General-purpose Inequalities

The Arithmetic-Geometric Mean Inequality

Let $\{ a_j \}_{j=1}^n$ and $\{q_j\}_{j=1}^n$ be sets of nonnegative numbers with $\sum_j q_j = 1$. Then $$ \prod_{j=1}^n a_j^{q_j} < \sum_{j=1}^n q_j a_j. $$


Let $x \equiv (x_j)_{j=1}^n \in {\mathbb R}^n$. The decreasing rearrangement of $x$, denoted $x^*$, has the same multiset of component values as $x$, but ordered so that $$ x_1^* \ge x_2^* \ge \cdots \ge x_n^*. $$

The increasing rearrangmement of $x$, denoted $x_*$, has the same multiset of component values as $x$, but ordered so that $$ x_{*1} \le x_{*2} \le \cdots \le x_{*n}. $$

The Rearrangement Inequality for two vectors

Suppose $x \in \mathbb{R}^n$ and $y \in \mathbb{R}^n$. Let $x \cdot y \equiv \sum_{j=1}^n x_j y_j$. Then $$ x^* \cdot y_* \le x \cdot y \le x^* \cdot y^*. $$

The Rearrangement Inequality for three vectors

[To do]

Probability Inequalities

This section follows Lugosi (2006) closely.

The tail-sum formula

If $X$ is a nonnegative real-valued random variable, $$ {\mathbb E} X = \int_0^\infty {\mathbb{P}} \{X \ge x\} dx $$

Jensen's Inequality

If $\phi$ is a convex function from ${\mathcal X}$ to $\mathbb{R}$, then $\phi({\mathbb E} X) \le {\mathbb E} \phi(X)$.

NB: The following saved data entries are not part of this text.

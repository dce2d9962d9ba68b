//! Fixed in-memory provider for tests and demos.

use chrono::DateTime;

use crate::domain::{Availability, Position, Station, StationNumber, StationStatus};

use super::{ProviderEvents, StartError, StationProvider};

const NAME: &str = "FixtureProvider";

/// Epoch millis shared by the reference stations.
const FIXTURE_LAST_UPDATE_MS: i64 = 1_425_980_217_000;

/// Emits a deterministic dataset as soon as it is started.
///
/// By default only the starred list (every fixture station, in declared
/// order) is emitted; station emission must be switched on with
/// [`with_station_emission`](Self::with_station_emission).
pub struct FixtureProvider {
    stations: Vec<Station>,
    emit_stations: bool,
    events: ProviderEvents,
}

impl FixtureProvider {
    /// Provider over the two reference Paris stations.
    pub fn new() -> Self {
        Self::with_stations(reference_stations())
    }

    /// Provider over a custom dataset.
    pub fn with_stations(stations: Vec<Station>) -> Self {
        Self {
            stations,
            emit_stations: false,
            events: ProviderEvents::new(),
        }
    }

    /// Also emit `stations` on start.
    pub fn with_station_emission(mut self, enabled: bool) -> Self {
        self.emit_stations = enabled;
        self
    }

    pub fn stations(&self) -> &[Station] {
        &self.stations
    }

    fn starred_ids(&self) -> Vec<StationNumber> {
        self.stations.iter().map(|s| s.number).collect()
    }
}

impl Default for FixtureProvider {
    fn default() -> Self {
        Self::new()
    }
}

impl StationProvider for FixtureProvider {
    fn name(&self) -> &str {
        NAME
    }

    fn events(&self) -> &ProviderEvents {
        &self.events
    }

    fn start(&self) -> Result<(), StartError> {
        if self.emit_stations {
            self.events.emit_stations(self.stations.clone());
        }
        self.events.emit_starred_station_ids(self.starred_ids());
        Ok(())
    }
}

/// The reference dataset: stations 31705 and 101 of the Paris contract.
pub fn reference_stations() -> Vec<Station> {
    let last_update = DateTime::from_timestamp_millis(FIXTURE_LAST_UPDATE_MS).unwrap_or_default();

    vec![
        Station {
            address: "RUE DES CHAMPEAUX (PRES DE LA GARE ROUTIERE) - 93170 BAGNOLET".to_string(),
            available_stands: Availability::Known(38),
            available_bikes: Availability::Known(11),
            bike_stands: 50,
            banking: true,
            bonus: false,
            contract_name: "Paris".to_string(),
            last_update,
            name: "31705 - CHAMPEAUX (BAGNOLET)".to_string(),
            number: StationNumber(31705),
            position: Position::new(48.8645278209514, 2.416170724425901),
            status: StationStatus::Open,
        },
        Station {
            address: "RUE ERASME".to_string(),
            available_stands: Availability::Known(23),
            available_bikes: Availability::Known(2),
            bike_stands: 25,
            banking: true,
            bonus: true,
            contract_name: "Paris".to_string(),
            last_update,
            name: "RUE ERASME".to_string(),
            number: StationNumber(101),
            position: Position::new(48.842206, 2.345169),
            status: StationStatus::Open,
        },
    ]
}

#[cfg(test)]
mod tests {
    use super::*;
    use crate::provider::{ProviderEvent, Topic};
    use std::sync::{Arc, Mutex};

    fn record_all(events: &ProviderEvents) -> Arc<Mutex<Vec<ProviderEvent>>> {
        let log = Arc::new(Mutex::new(Vec::new()));
        for topic in [Topic::Stations, Topic::StarredStationIds] {
            let log = Arc::clone(&log);
            let _ = events.subscribe(topic, move |e| log.lock().unwrap().push(e.clone()));
        }
        log
    }

    #[test]
    fn emits_starred_ids_in_declared_order_only() {
        let provider = FixtureProvider::new();
        let log = record_all(provider.events());

        provider.start().unwrap();

        assert_eq!(
            *log.lock().unwrap(),
            vec![ProviderEvent::StarredStationIds(vec![
                StationNumber(31705),
                StationNumber(101)
            ])]
        );
    }

    #[test]
    fn station_emission_can_be_enabled() {
        let provider = FixtureProvider::new().with_station_emission(true);
        let log = record_all(provider.events());

        provider.start().unwrap();

        let log = log.lock().unwrap();
        assert_eq!(log.len(), 2);
        assert_eq!(log[0].topic(), Topic::Stations);
        assert_eq!(log[1].topic(), Topic::StarredStationIds);
        let ProviderEvent::Stations(stations) = &log[0] else {
            panic!("expected stations");
        };
        assert_eq!(stations, &reference_stations());
    }

    #[test]
    fn custom_dataset() {
        let mut stations = reference_stations();
        stations.truncate(1);
        let provider = FixtureProvider::with_stations(stations);
        let log = record_all(provider.events());

        provider.start().unwrap();

        assert_eq!(
            *log.lock().unwrap(),
            vec![ProviderEvent::StarredStationIds(vec![StationNumber(31705)])]
        );
    }

    #[test]
    fn stop_is_a_no_op() {
        let provider = FixtureProvider::default();
        provider.stop();
        provider.start().unwrap();
        provider.stop();
        provider.stop();
        assert_eq!(provider.name(), "FixtureProvider");
    }

    #[test]
    fn reference_data() {
        let stations = reference_stations();
        assert_eq!(stations[0].last_update.timestamp_millis(), 1_425_980_217_000);
        assert!(stations[1].bonus);
    }
}
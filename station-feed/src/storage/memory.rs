//! In-memory key-value store.

use std::collections::HashMap;
use std::sync::{Arc, PoisonError, RwLock};

use super::{KeyValueStore, StorageError};

/// Key-value store held in memory.
///
/// Clones share the same entries.
#[derive(Debug, Clone)]
pub struct MemoryStore {
    items: Arc<RwLock<HashMap<String, String>>>,
    available: bool,
}

impl MemoryStore {
    pub fn new() -> Self {
        Self {
            items: Arc::new(RwLock::new(HashMap::new())),
            available: true,
        }
    }

    /// A store that reports itself unavailable, as a browser does with
    /// storage disabled.
    pub fn unavailable() -> Self {
        Self {
            available: false,
            ..Self::new()
        }
    }

    /// Remove a key.
    pub fn remove_item(&self, key: &str) {
        self.items
            .write()
            .unwrap_or_else(PoisonError::into_inner)
            .remove(key);
    }
}

impl Default for MemoryStore {
    fn default() -> Self {
        Self::new()
    }
}

impl KeyValueStore for MemoryStore {
    fn is_available(&self) -> bool {
        self.available
    }

    fn get_item(&self, key: &str) -> Result<Option<String>, StorageError> {
        if !self.available {
            return Err(StorageError::Unavailable("memory store disabled".to_string()));
        }
        let items = self.items.read().unwrap_or_else(PoisonError::into_inner);
        Ok(items.get(key).cloned())
    }

    fn set_item(&self, key: &str, value: &str) -> Result<(), StorageError> {
        if !self.available {
            return Err(StorageError::Unavailable("memory store disabled".to_string()));
        }
        let mut items = self.items.write().unwrap_or_else(PoisonError::into_inner);
        items.insert(key.to_string(), value.to_string());
        Ok(())
    }

    fn get_items(&self, keys: &[&str]) -> Result<Vec<Option<String>>, StorageError> {
        if !self.available {
            return Err(StorageError::Unavailable("memory store disabled".to_string()));
        }
        let items = self.items.read().unwrap_or_else(PoisonError::into_inner);
        Ok(keys.iter().map(|key| items.get(*key).cloned()).collect())
    }

    fn set_items(&self, updates: &[(&str, &str)]) -> Result<(), StorageError> {
        if !self.available {
            return Err(StorageError::Unavailable("memory store disabled".to_string()));
        }
        let mut items = self.items.write().unwrap_or_else(PoisonError::into_inner);
        for (key, value) in updates {
            items.insert(key.to_string(), value.to_string());
        }
        Ok(())
    }
}
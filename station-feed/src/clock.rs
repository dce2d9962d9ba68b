//! Wall clock abstraction.

use std::sync::{Arc, Mutex, PoisonError};

use chrono::{DateTime, TimeDelta, Utc};

/// Source of the current time.
///
/// Freshness checks take a clock so tests can pin "now".
pub trait Clock: Send + Sync {
    fn now(&self) -> DateTime<Utc>;
}

/// The system clock.
#[derive(Debug, Clone, Copy, Default)]
pub struct SystemClock;

impl Clock for SystemClock {
    fn now(&self) -> DateTime<Utc> {
        Utc::now()
    }
}

/// A clock that only moves when told to.
#[derive(Debug, Clone)]
pub struct ManualClock {
    now: Arc<Mutex<DateTime<Utc>>>,
}

impl ManualClock {
    pub fn new(now: DateTime<Utc>) -> Self {
        Self {
            now: Arc::new(Mutex::new(now)),
        }
    }

    pub fn set(&self, now: DateTime<Utc>) {
        *self.now.lock().unwrap_or_else(PoisonError::into_inner) = now;
    }

    pub fn advance(&self, by: TimeDelta) {
        let mut now = self.now.lock().unwrap_or_else(PoisonError::into_inner);
        *now += by;
    }
}

impl Clock for ManualClock {
    fn now(&self) -> DateTime<Utc> {
        *self.now.lock().unwrap_or_else(PoisonError::into_inner)
    }
}
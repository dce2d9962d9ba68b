//! JCDecaux OpenData response DTOs.
//!
//! These types map directly to the `/vls/v1/stations` JSON payload. Nothing
//! outside this module should depend on them; see `convert` for the mapping
//! into [`crate::domain::Station`].

use serde::{Deserialize, Serialize};

/// A station as returned by the JCDecaux API.
#[derive(Debug, Clone, PartialEq, Deserialize, Serialize)]
pub struct RawStation {
    pub address: String,
    pub available_bike_stands: u32,
    pub available_bikes: u32,
    pub bike_stands: u32,
    pub banking: bool,
    pub bonus: bool,
    pub contract_name: String,
    /// Epoch milliseconds.
    pub last_update: i64,
    pub name: String,
    pub number: u32,
    pub position: RawPosition,
    pub status: String,
}

/// Coordinates in the API's own naming.
#[derive(Debug, Clone, Copy, PartialEq, Deserialize, Serialize)]
pub struct RawPosition {
    pub lat: f64,
    pub lng: f64,
}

From the tail-sum formula, $$ {\mathbb E} X \ge \int_0^t {\mathbb{P}} \{X \ge x\} dx \ge t {\mathbb{P}} \{X \ge t \} $$ so $$ {\mathbb{P}} \{ X \ge t \} \le \frac{{\mathbb E} X}{t}. $$ This is Markov's Inequality.

Moreover, for any strictly monotonic function $f$ and nonnegative $X$, $$ {\mathbb{P}} \{ X \ge t \} = {\mathbb{P}} \{ f(X) \ge f(t) \} \le \frac{{\mathbb E} f(X)}{f(t)}. $$ In particular, for any real-valued $X$ and real $q > 0$, $| X - {\mathbb E} X |$ is a nonnegative random variable and $f(x) = x^q$ is strictly monotonic, so $$ {\mathbb{P}} \{| X - {\mathbb E} X | \ge t \} = {\mathbb{P}} \{ | X - {\mathbb E} X |^q \ge t^q \} \le \frac{{\mathbb E} | X - {\mathbb E} X |^q}{t^q}. $$ This is the Generalized Markov Inequality.

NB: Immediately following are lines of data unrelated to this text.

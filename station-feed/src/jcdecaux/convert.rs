//! Conversion from JCDecaux DTOs to domain types.
//!
//! The rest of the crate never sees the API's field names. If the upstream
//! schema changes, or another operator's API is added, only this module and
//! `types` need to follow.

use chrono::DateTime;
use tracing::warn;

use crate::domain::{Availability, Position, Station, StationNumber, StationStatus};

use super::types::RawStation;

/// Error converting a single raw station.
#[derive(Debug, Clone, PartialEq, Eq, thiserror::Error)]
pub enum ConversionError {
    /// `last_update` is outside the representable date range
    #[error("invalid last_update timestamp: {0}")]
    InvalidTimestamp(i64),
}

/// Convert one raw station into the internal representation.
pub fn convert_station(raw: RawStation) -> Result<Station, ConversionError> {
    let last_update = DateTime::from_timestamp_millis(raw.last_update)
        .ok_or(ConversionError::InvalidTimestamp(raw.last_update))?;

    Ok(Station {
        address: raw.address,
        available_stands: Availability::Known(raw.available_bike_stands),
        available_bikes: Availability::Known(raw.available_bikes),
        bike_stands: raw.bike_stands,
        banking: raw.banking,
        bonus: raw.bonus,
        contract_name: raw.contract_name,
        last_update,
        name: raw.name,
        number: StationNumber(raw.number),
        position: Position::new(raw.position.lat, raw.position.lng),
        status: StationStatus::from(raw.status),
    })
}

/// Convert a full API response.
///
/// Stations that fail conversion are logged and skipped rather than failing
/// the whole batch.
pub fn convert_stations(raw: Vec<RawStation>) -> Vec<Station> {
    let mut stations = Vec::with_capacity(raw.len());

    for item in raw {
        let number = item.number;
        match convert_station(item) {
            Ok(station) => stations.push(station),
            Err(e) => warn!(station = number, error = %e, "skipping station"),
        }
    }

    stations
}
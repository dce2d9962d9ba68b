//! JCDecaux client error types.

/// Errors that can occur when fetching stations from the JCDecaux API.
#[derive(Debug, thiserror::Error)]
pub enum FetchError {
    /// HTTP request failed (network error, timeout, etc.)
    #[error("HTTP error: {0}")]
    Http(#[from] reqwest::Error),

    /// Invalid API key or unauthorized
    #[error("unauthorized: check JCDECAUX_API_KEY")]
    Unauthorized,

    /// Rate limited by the API
    #[error("rate limited by JCDecaux API")]
    RateLimited,

    /// API returned an error status
    #[error("API error {status}: {message}")]
    Api { status: u16, message: String },

    /// Failed to parse response JSON
    #[error("JSON parse error: {message}")]
    Json {
        message: String,
        body: Option<String>,
    },
}

#[cfg(test)]
mod tests {
    use super::*;

    #[test]
    fn error_display() {
        let err = FetchError::Api {
            status: 503,
            message: "Service Unavailable".into(),
        };
        assert_eq!(err.to_string(), "API error 503: Service Unavailable");

        let err = FetchError::Json {
            message: "expected value".into(),
            body: Some("<html>".into()),
        };
        assert_eq!(err.to_string(), "JSON parse error: expected value");

        assert_eq!(
            FetchError::RateLimited.to_string(),
            "rate limited by JCDecaux API"
        );
    }
}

Chebychev's Inequality is a special case: $$ {\mathbb{P}} \{ | X - {\mathbb E} X |^2 \ge t^2 \} \le \frac{{\mathbb E} | X - {\mathbb E} X |^2}{t^2} = \frac{{\mbox{Var}} X}{t^2}. $$

Chernoff bounds

If $X$ has a moment generating function (if ${\mathbb{E}} e^{sX}$ exists for $s \in [-a, a]$ for some $a > 0$), we can apply the generalized Markov Inequality with $f(x) = e^{sx}$ for positive $s$: $$ {\mathbb{P}} \{ X \ge t \} = {\mathbb{P}} \{ e^{sX} \ge e^{st} \} \le \frac{{\mathbb E} e^{sX}}{e^{st}} $$ for all $s \in [-a, a]$. For any particular $X$, one can optimize this over $s$: $$ {\mathbb{P}} \{ X \ge t \} = {\mathbb{P}} \{ e^{sX} \ge e^{st} \} \le \inf_{s \in [-a, a]} \frac{{\mathbb E} e^{sX}}{e^{st}}. $$

Hoeffding's Inequality

Let $\{ X_j \}_{j=1}^n$ be independent, and define $S_n \equiv \sum_{j=1}^n X_j$. Then, applying the Chernoff bound gives $$ {\mathbb{P}} \{ S_n - {\mathbb E} S_n \ge t \} \le e^{-st} {\mathbb E} e^{sS_n} = e^{-st} \prod_{j=1}^n e^{s(X_j - E X_j)}. $$ Hoeffding bounds the moment generating function for a bounded random variable $X$: If $a \le X \le b$ with probability 1, then $$ {\mathbb E} e^{sX} \le e^{s^2 (b-a)^2/8}, $$ from which follows Hoeffding's tail bound:

If $\{X_j\}_{j=1}^n$ are independent and ${\mathbb{P}} \{a_j \le X_j \le b_j\} = 1$, then $$ {\mathbb{P}} \{ S_n - {\mathbb E} S_n \ge t \} \le e^{-2t^2/\sum_{j=1}^n (b_j - a_j)^2} $$ and $$ {\mathbb{P}} \{ S_n - {\mathbb E} S_n \le -t \} \le e^{-2t^2/\sum_{j=1}^n (b_j - a_j)^2} $$

Hoeffding's Other Inequality

Suppose $f$ is a convex, continuous, real function and ${\mathcal X}$ is a finite set. Let $\{X_j \}_{j=1}^n$ be a simple random sample from ${\mathcal X}$ and let $\{Y_j \}_{j=1}^n$ be an iid uniform random sample (with replacement) from ${\mathcal X}$. Then $$ {\mathbb E} f \left ( \sum_{j=1}^n X_j \right ) \le {\mathbb E} f \left ( \sum_{j=1}^n Y_j \right ). $$

Bernstein's Inequality

Suppose $\{X_j \}_{j=1}^n$ are independent with ${\mathbb E} X_j = 0$ for all $j$, ${\mathbb{P}} \{ | X_j | \le c\} = 1$, $\sigma_j^2 = {\mathbb E} X_j^2$ and $\sigma = \frac{1}{n} \sum_{j=1}^n \sigma_j^2$. Then for any $\epsilon > 0$, $$ {\mathbb{P}} \{ S_n/n > \epsilon \} \le e^{-n \epsilon^2 / 2(\sigma^2 + c\epsilon/3)}. $$

In [ ]: